# [SOLVED] Lg Gsa-h55n Dvd-rw



## prudhoc1 (Jan 24, 2008)

Hello, I have a LG GSA-H55N DVD-RW, But Windows is only recognizing it as a DVD-RAM, It will burn CD's and Read DVD's which is what a DVD-RAM does, But it is suppose to burn DVD's also, BUt It wont.
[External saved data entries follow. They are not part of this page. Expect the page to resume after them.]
// SPDX-License-Identifier: BUSL-1.1
// Copyright (c) 2026 Alfred Jean LLC

//! Token fetcher: turns device identity into a signed authentication request
//! and exchanges it with the backend for a JWT.
//!
//! No retries at this layer; the caller owns retry policy. Each call yields
//! exactly one outcome.

use std::path::{Path, PathBuf};
use std::time::Duration;

use base64::engine::general_purpose::STANDARD as BASE64;
use base64::Engine;
use serde::Serialize;

use crate::error::AuthError;
use crate::identity;
use crate::signer::Signer;

/// Backend endpoint receiving signed authentication requests.
pub const AUTH_REQUEST_PATH: &str = "/api/devices/v1/authentication/auth_requests";

/// Header carrying the base64 signature of the request body.
pub const SIGNATURE_HEADER: &str = "X-MEN-Signature";

const REQUEST_TIMEOUT: Duration = Duration::from_secs(30);

/// Inputs for a token fetch, minus the signing key (passed as a [`Signer`]).
#[derive(Debug, Clone)]
pub struct FetchConfig {
    /// Backend base URL, e.g. `https://hosted.example.com`.
    pub server_url: String,
    /// Path to the identity probe program.
    pub identity_probe: PathBuf,
    /// Optional tenant token included in the request body.
    pub tenant_token: Option<String>,
}

/// Signed request body. The signature covers these exact serialized bytes.
#[derive(Serialize)]
struct AuthRequestBody<'a> {
    id_data: &'a str,
    pubkey: &'a str,
    #[serde(skip_serializing_if = "Option::is_none")]
    tenant_token: Option<&'a str>,
}

/// Build the HTTP client, optionally pinning the backend server certificate.
pub fn build_http_client(server_certificate: Option<&Path>) -> Result<reqwest::Client, AuthError> {
    let mut builder = reqwest::Client::builder().timeout(REQUEST_TIMEOUT);
    if let Some(cert_path) = server_certificate {
        let pem = std::fs::read(cert_path)
            .map_err(|e| AuthError::Transport(format!("{}: {e}", cert_path.display())))?;
        let cert = reqwest::Certificate::from_pem(&pem)
            .map_err(|e| AuthError::Transport(format!("{}: {e}", cert_path.display())))?;
        builder = builder.add_root_certificate(cert);
    }
    builder.build().map_err(|e| AuthError::Transport(format!("client build: {e}")))
}

/// Run one full fetch: probe identity, sign the canonical payload, POST it,
/// and return the token from a 200 response body.
pub async fn fetch_token(
    client: &reqwest::Client,
    config: &FetchConfig,
    signer: &dyn Signer,
) -> Result<String, AuthError> {
    let identity = identity::collect_identity(&config.identity_probe).await?;
    let id_data = identity::canonical_json(&identity)?;

    let body = AuthRequestBody {
        id_data: &id_data,
        pubkey: signer.public_key_pem(),
        tenant_token: config.tenant_token.as_deref(),
    };
    let body_bytes = serde_json::to_vec(&body)
        .map_err(|e| AuthError::Transport(format!("request serialization: {e}")))?;
    let signature = BASE64.encode(signer.sign(&body_bytes)?);

    let url = format!("{}{}", config.server_url.trim_end_matches('/'), AUTH_REQUEST_PATH);
    let resp = client
        .post(&url)
        .header("Content-Type", "application/json")
        .header(SIGNATURE_HEADER, signature)
        .body(body_bytes)
        .send()
        .await
        .map_err(|e| AuthError::Transport(format!("{url}: {e}")))?;

    let status = resp.status();
    if status != reqwest::StatusCode::OK {
        let text = resp.text().await.unwrap_or_default();
        return Err(AuthError::Transport(format!("auth request failed ({status}): {text}")));
    }

    // The whole response body is the opaque token.
    resp.text().await.map_err(|e| AuthError::Transport(format!("{url}: {e}")))
}
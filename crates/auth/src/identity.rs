// SPDX-License-Identifier: BUSL-1.1
// Copyright (c) 2026 Alfred Jean LLC

//! Device identity probe: runs the external identity-reporting program and
//! parses its `key=value` output into an ordered map.

use std::path::Path;
use std::process::Stdio;

use indexmap::IndexMap;

use crate::error::AuthError;

/// Ordered device-identity attributes.
///
/// Key order follows first occurrence in the probe output; a repeated key
/// overwrites the value in place (last write wins).
pub type IdentityMap = IndexMap<String, String>;

/// Parse line-oriented `key=value` probe output.
///
/// Lines without a `=`, or with an empty key, are ignored.
pub fn parse_identity_output(output: &str) -> IdentityMap {
    let mut map = IdentityMap::new();
    for line in output.lines() {
        let Some((key, value)) = line.split_once('=') else {
            continue;
        };
        if key.is_empty() {
            continue;
        }
        map.insert(key.to_owned(), value.to_owned());
    }
    map
}

/// Run the identity probe program and collect its attributes.
///
/// The program is invoked with no arguments; stdout is parsed, stderr is
/// logged. A spawn failure or non-zero exit status is a [`AuthError::Probe`].
pub async fn collect_identity(probe_path: &Path) -> Result<IdentityMap, AuthError> {
    let output = tokio::process::Command::new(probe_path)
        .stdin(Stdio::null())
        .output()
        .await
        .map_err(|e| AuthError::Probe(format!("{}: {e}", probe_path.display())))?;

    if !output.status.success() {
        let stderr = String::from_utf8_lossy(&output.stderr);
        if !stderr.trim().is_empty() {
            tracing::warn!(probe = %probe_path.display(), "identity probe stderr: {}", stderr.trim());
        }
        return Err(AuthError::Probe(format!(
            "{} exited with {}",
            probe_path.display(),
            output.status
        )));
    }

    let stdout = String::from_utf8_lossy(&output.stdout);
    Ok(parse_identity_output(&stdout))
}

/// Canonical byte representation of the identity payload: compact JSON in
/// slot order. This is the exact byte string that gets signed.
pub fn canonical_json(identity: &IdentityMap) -> Result<String, AuthError> {
    serde_json::to_string(identity)
        .map_err(|e| AuthError::Probe(format!("identity serialization: {e}")))
}

#[cfg(test)]
#[path = "identity_tests.rs"]
mod tests;
// SPDX-License-Identifier: BUSL-1.1
// Copyright (c) 2026 Alfred Jean LLC

use std::fmt;

/// Error kinds for the device authentication subsystem.
///
/// Every failure mode is recoverable: a later `with_token` call starts a
/// fresh fetch cycle regardless of what failed before.
#[derive(Debug, Clone, PartialEq, Eq)]
pub enum AuthError {
    /// Identity probe could not be started or exited non-zero.
    Probe(String),
    /// Private key unreadable or malformed.
    Sign(String),
    /// HTTP/network failure or non-200 backend status.
    Transport(String),
    /// Message bus unreachable or malformed reply.
    Ipc(String),
    /// No token-change signal arrived within the configured window.
    Timeout,
}

impl AuthError {
    pub fn as_str(&self) -> &'static str {
        match self {
            Self::Probe(_) => "PROBE_ERROR",
            Self::Sign(_) => "SIGN_ERROR",
            Self::Transport(_) => "TRANSPORT_ERROR",
            Self::Ipc(_) => "IPC_ERROR",
            Self::Timeout => "TIMEOUT",
        }
    }
}

impl fmt::Display for AuthError {
    fn fmt(&self, f: &mut fmt::Formatter<'_>) -> fmt::Result {
        match self {
            Self::Probe(msg)
            | Self::Sign(msg)
            | Self::Transport(msg)
            | Self::Ipc(msg) => write!(f, "{}: {msg}", self.as_str()),
            Self::Timeout => f.write_str(self.as_str()),
        }
    }
}

impl std::error::Error for AuthError {}
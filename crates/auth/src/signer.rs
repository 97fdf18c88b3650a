// SPDX-License-Identifier: BUSL-1.1
// Copyright (c) 2026 Alfred Jean LLC

//! Request signing with the device private key.
//!
//! The backend verifies a detached signature over the canonical request
//! payload. The concrete algorithm is a deployment detail, so signing is a
//! trait; the shipped implementation is Ed25519 over PKCS#8 PEM key material.

use std::path::Path;

use ed25519_dalek::{Signer as _, SigningKey};
use pkcs8::{DecodePrivateKey, EncodePrivateKey, EncodePublicKey, LineEnding};

use crate::error::AuthError;

/// Signing capability for authentication requests.
pub trait Signer: Send + Sync {
    /// Produce a detached signature over `payload`.
    fn sign(&self, payload: &[u8]) -> Result<Vec<u8>, AuthError>;

    /// PEM-encoded public key matching the signing key, sent to the backend
    /// so it can verify the request and pin the device identity.
    fn public_key_pem(&self) -> &str;
}

/// Ed25519 signer backed by a PKCS#8 private key.
pub struct Ed25519Signer {
    key: SigningKey,
    public_pem: String,
}

impl Ed25519Signer {
    /// Load a signer from a PKCS#8 PEM string.
    pub fn from_pem(pem: &str) -> Result<Self, AuthError> {
        let key = SigningKey::from_pkcs8_pem(pem)
            .map_err(|e| AuthError::Sign(format!("invalid private key: {e}")))?;
        Self::from_key(key)
    }

    /// Load a signer from a PKCS#8 PEM file.
    pub fn from_pem_file(path: &Path) -> Result<Self, AuthError> {
        let pem = std::fs::read_to_string(path)
            .map_err(|e| AuthError::Sign(format!("{}: {e}", path.display())))?;
        Self::from_pem(&pem)
    }

    /// Generate a fresh signing key.
    pub fn generate() -> Result<Self, AuthError> {
        let key = SigningKey::generate(&mut rand_core::OsRng);
        Self::from_key(key)
    }

    /// Load the key at `path`, generating and persisting one if missing.
    ///
    /// A malformed existing key is an error rather than being overwritten.
    pub fn load_or_generate(path: &Path) -> Result<Self, AuthError> {
        if path.exists() {
            return Self::from_pem_file(path);
        }
        let signer = Self::generate()?;
        signer.save_pem_file(path)?;
        tracing::info!(path = %path.display(), "generated new device key");
        Ok(signer)
    }

    /// Persist the private key as PKCS#8 PEM, owner-readable only.
    pub fn save_pem_file(&self, path: &Path) -> Result<(), AuthError> {
        let pem = self
            .key
            .to_pkcs8_pem(LineEnding::LF)
            .map_err(|e| AuthError::Sign(format!("key encoding: {e}")))?;
        std::fs::write(path, pem.as_bytes())
            .map_err(|e| AuthError::Sign(format!("{}: {e}", path.display())))?;
        #[cfg(unix)]
        {
            use std::os::unix::fs::PermissionsExt;
            std::fs::set_permissions(path, std::fs::Permissions::from_mode(0o600))
                .map_err(|e| AuthError::Sign(format!("{}: {e}", path.display())))?;
        }
        Ok(())
    }

    fn from_key(key: SigningKey) -> Result<Self, AuthError> {
        let public_pem = key
            .verifying_key()
            .to_public_key_pem(LineEnding::LF)
            .map_err(|e| AuthError::Sign(format!("public key encoding: {e}")))?;
        Ok(Self { key, public_pem })
    }

    /// Verifying key, used by tests and by the manager's startup log.
    pub fn verifying_key(&self) -> ed25519_dalek::VerifyingKey {
        self.key.verifying_key()
    }
}

impl Signer for Ed25519Signer {
    fn sign(&self, payload: &[u8]) -> Result<Vec<u8>, AuthError> {
        Ok(self.key.sign(payload).to_bytes().to_vec())
    }

    fn public_key_pem(&self) -> &str {
        &self.public_pem
    }
}

#[cfg(test)]
#[path = "signer_tests.rs"]
mod tests;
I have the latest Firmware (v1.06) But in windows it won't recognize it as a DVD-RW. Are there any Windows Drivers that will fix this?
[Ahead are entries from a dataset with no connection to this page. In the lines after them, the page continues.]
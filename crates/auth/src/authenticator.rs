// SPDX-License-Identifier: BUSL-1.1
// Copyright (c) 2026 Alfred Jean LLC

//! Token cache and request coordinator.
//!
//! A single actor task owns the cached auth data, the fetch state and the
//! waiter queue; callers talk to it through a cloneable handle. Concurrent
//! `with_token` calls during one fetch cycle fold into one waiter queue and
//! are served by the single in-flight result, in FIFO order.

use std::collections::VecDeque;
use std::sync::Arc;
use std::time::Duration;

use tokio::sync::{broadcast, mpsc, oneshot};

use crate::bus::{ManagerBridge, TokenPair};
use crate::error::AuthError;

/// The currently known credential. Valid iff the token is non-empty.
#[derive(Debug, Clone, Default, PartialEq, Eq)]
pub struct AuthData {
    pub token: String,
    pub server_url: String,
}

impl AuthData {
    pub fn is_valid(&self) -> bool {
        !self.token.is_empty()
    }
}

/// Default window to wait for a token-change signal after triggering a fetch.
pub const DEFAULT_FETCH_TIMEOUT: Duration = Duration::from_secs(10);

type WaiterTx = oneshot::Sender<Result<AuthData, AuthError>>;

enum Cmd {
    GetToken { reply: WaiterTx },
    Expire { ack: oneshot::Sender<()> },
}

/// Completion of an asynchronous step of the fetch cycle. Stale generations
/// (a cycle that already ended) are dropped on receipt.
enum CycleEvent {
    QueryDone { generation: u64, result: Result<Option<AuthData>, AuthError> },
    TriggerDone { generation: u64, result: Result<bool, AuthError> },
    TimedOut { generation: u64 },
}

/// Handle to the coordinator actor.
#[derive(Clone)]
pub struct Authenticator {
    cmd_tx: mpsc::Sender<Cmd>,
}

impl Authenticator {
    /// Spawn the coordinator over `bridge`.
    ///
    /// The token-change subscription is established here, once, and feeds
    /// the cache for the whole lifetime of the actor, whether or not a
    /// fetch is in progress.
    pub fn spawn<B: ManagerBridge>(bridge: B, fetch_timeout: Duration) -> Self {
        let (cmd_tx, cmd_rx) = mpsc::channel(32);
        let signal_rx = bridge.subscribe();
        let (event_tx, event_rx) = mpsc::channel(8);
        let actor = Actor {
            bridge: Arc::new(bridge),
            fetch_timeout,
            event_tx,
            cached: AuthData::default(),
            fetching: None,
            generation: 0,
            waiters: VecDeque::new(),
        };
        tokio::spawn(actor.run(cmd_rx, event_rx, signal_rx));
        Self { cmd_tx }
    }

    /// Resolve to the current auth data, fetching through the manager when
    /// the cache is empty. Concurrent callers share one fetch cycle.
    pub async fn with_token(&self) -> Result<AuthData, AuthError> {
        let (tx, rx) = oneshot::channel();
        self.cmd_tx
            .send(Cmd::GetToken { reply: tx })
            .await
            .map_err(|_| AuthError::Ipc("authenticator not running".into()))?;
        rx.await.map_err(|_| AuthError::Ipc("authenticator dropped request".into()))?
    }

    /// Invalidate the cached auth data. A fetch already in progress is not
    /// affected; the next `with_token` call starts (or joins) a fresh cycle.
    pub async fn expire_token(&self) -> Result<(), AuthError> {
        let (tx, rx) = oneshot::channel();
        self.cmd_tx
            .send(Cmd::Expire { ack: tx })
            .await
            .map_err(|_| AuthError::Ipc("authenticator not running".into()))?;
        rx.await.map_err(|_| AuthError::Ipc("authenticator dropped request".into()))
    }
}

struct Actor<B> {
    bridge: Arc<B>,
    fetch_timeout: Duration,
    event_tx: mpsc::Sender<CycleEvent>,
    cached: AuthData,
    /// Generation of the in-flight fetch cycle, `None` when idle.
    fetching: Option<u64>,
    generation: u64,
    waiters: VecDeque<WaiterTx>,
}

impl<B: ManagerBridge> Actor<B> {
    async fn run(
        mut self,
        mut cmd_rx: mpsc::Receiver<Cmd>,
        mut event_rx: mpsc::Receiver<CycleEvent>,
        mut signal_rx: broadcast::Receiver<TokenPair>,
    ) {
        let mut signal_open = true;
        loop {
            tokio::select! {
                cmd = cmd_rx.recv() => match cmd {
                    Some(Cmd::GetToken { reply }) => self.handle_get(reply),
                    Some(Cmd::Expire { ack }) => {
                        self.cached = AuthData::default();
                        let _ = ack.send(());
                    }
                    // All handles dropped.
                    None => break,
                },
                Some(event) = event_rx.recv() => self.handle_event(event),
                sig = signal_rx.recv(), if signal_open => match sig {
                    Ok(pair) => self.handle_signal(pair),
                    Err(broadcast::error::RecvError::Lagged(n)) => {
                        tracing::debug!(skipped = n, "authenticator lagged on token signals");
                    }
                    Err(broadcast::error::RecvError::Closed) => {
                        tracing::warn!("token-change signal channel closed");
                        signal_open = false;
                    }
                },
            }
        }
    }

    fn handle_get(&mut self, reply: WaiterTx) {
        if self.cached.is_valid() {
            // Resolved through the channel, so the caller still observes an
            // asynchronous completion even on a cache hit.
            let _ = reply.send(Ok(self.cached.clone()));
            return;
        }
        self.waiters.push_back(reply);
        if self.fetching.is_none() {
            self.start_cycle();
        }
    }

    /// Begin a fetch cycle: query the manager for a token it may already
    /// hold. At most one cycle is in flight per actor.
    fn start_cycle(&mut self) {
        self.generation += 1;
        let generation = self.generation;
        self.fetching = Some(generation);
        tracing::debug!(generation, "starting token fetch cycle");

        let bridge = Arc::clone(&self.bridge);
        let event_tx = self.event_tx.clone();
        tokio::spawn(async move {
            let result = bridge.query_token().await;
            let _ = event_tx.send(CycleEvent::QueryDone { generation, result }).await;
        });
    }

    fn handle_event(&mut self, event: CycleEvent) {
        match event {
            CycleEvent::QueryDone { generation, result } if self.fetching == Some(generation) => {
                match result {
                    Ok(Some(auth)) => {
                        tracing::debug!(generation, "manager already held a token");
                        self.cached = auth;
                        self.finish_cycle(Ok(self.cached.clone()));
                    }
                    Ok(None) => self.trigger_and_arm(generation),
                    Err(e) => {
                        tracing::warn!(generation, err = %e, "token query failed");
                        self.finish_cycle(Err(e));
                    }
                }
            }
            CycleEvent::TriggerDone { generation, result } if self.fetching == Some(generation) => {
                match result {
                    // Acceptance only means the trigger was taken; the token
                    // arrives via the signal (or the timer fires).
                    Ok(accepted) => {
                        tracing::debug!(generation, accepted, "fetch trigger answered");
                    }
                    Err(e) => {
                        tracing::warn!(generation, err = %e, "fetch trigger failed");
                        self.finish_cycle(Err(e));
                    }
                }
            }
            CycleEvent::TimedOut { generation } if self.fetching == Some(generation) => {
                tracing::warn!(generation, "timed out waiting for token-change signal");
                self.finish_cycle(Err(AuthError::Timeout));
            }
            // A cycle that already ended; nothing to do.
            _ => {}
        }
    }

    /// The manager holds no token: tell it to fetch one, and arm the
    /// timeout timer no matter how the trigger call is answered.
    fn trigger_and_arm(&mut self, generation: u64) {
        let bridge = Arc::clone(&self.bridge);
        let event_tx = self.event_tx.clone();
        tokio::spawn(async move {
            let result = bridge.trigger_fetch().await;
            let _ = event_tx.send(CycleEvent::TriggerDone { generation, result }).await;
        });

        let event_tx = self.event_tx.clone();
        let timeout = self.fetch_timeout;
        tokio::spawn(async move {
            tokio::time::sleep(timeout).await;
            let _ = event_tx.send(CycleEvent::TimedOut { generation }).await;
        });
    }

    /// Unconditional cache update; an in-progress cycle is satisfied by it
    /// even if this instance never issued the trigger.
    fn handle_signal(&mut self, pair: TokenPair) {
        tracing::debug!(valid = !pair.token.is_empty(), "token-change signal received");
        self.cached = pair.into();
        if self.fetching.is_some() {
            self.finish_cycle(Ok(self.cached.clone()));
        }
    }

    /// Drain the waiter queue in FIFO order and return to idle. Stale timer
    /// and round-trip completions are discarded by the generation check.
    fn finish_cycle(&mut self, result: Result<AuthData, AuthError>) {
        self.fetching = None;
        while let Some(waiter) = self.waiters.pop_front() {
            let _ = waiter.send(result.clone());
        }
    }
}

#[cfg(test)]
#[path = "authenticator_tests.rs"]
mod tests;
I know when I had the CD, it had drivers and Windows would recognize it after installing those drivers but the CD is long since gone and google doesn't want to be my friend 

Thanks in advance ~ Prudhoc1 ray:


----------



## dai (Jul 2, 2004)

*Re: Lg Gsa-h55n Dvd-rw*

remove the filters
http://support.microsoft.com/kb/929461

try a new cable on the drive

what does the bios list the 12v line voltage as


----------



## prudhoc1 (Jan 24, 2008)

*Re: Lg Gsa-h55n Dvd-rw*

That is for vista... 12v is listed at 11.93v


----------



## dai (Jul 2, 2004)

*Re: Lg Gsa-h55n Dvd-rw*

vista is what you have listed

xp here
http://support.microsoft.com/?scid=kb;en-us;314060&x=12&y=13#


----------



## prudhoc1 (Jan 24, 2008)

*Re: Lg Gsa-h55n Dvd-rw*

Ok. I tried that, am quite familiar with regedit as I have to fix my BF2 key hash alot, But um... There are no UpperFilters or Lowerfilters entry there...


----------



## dai (Jul 2, 2004)

*Re: Lg Gsa-h55n Dvd-rw*

try the cable
cleaning the laser
try the drive on another computer


----------



## prudhoc1 (Jan 24, 2008)

*Re: Lg Gsa-h55n Dvd-rw*

Cable - Good
Laser - Took apart and cleaned; thats good.
Another PC - I will have to check, will reply in an hour or so.


----------



## prudhoc1 (Jan 24, 2008)

*Re: Lg Gsa-h55n Dvd-rw*

Another PC is a no go, still reading it as a DVD-ROM and it wont burn the DVD's.


----------



## dai (Jul 2, 2004)

*Re: Lg Gsa-h55n Dvd-rw*

then the laser is probably gone
replace the drive


----------



## prudhoc1 (Jan 24, 2008)

*Re: Lg Gsa-h55n Dvd-rw*

Wasn't the drive, it was windows, I Installed Vista... Got a copy from my Pal and it now reads the Drive as a DVD-RW and will burn the DVD's. Problem Solved


----------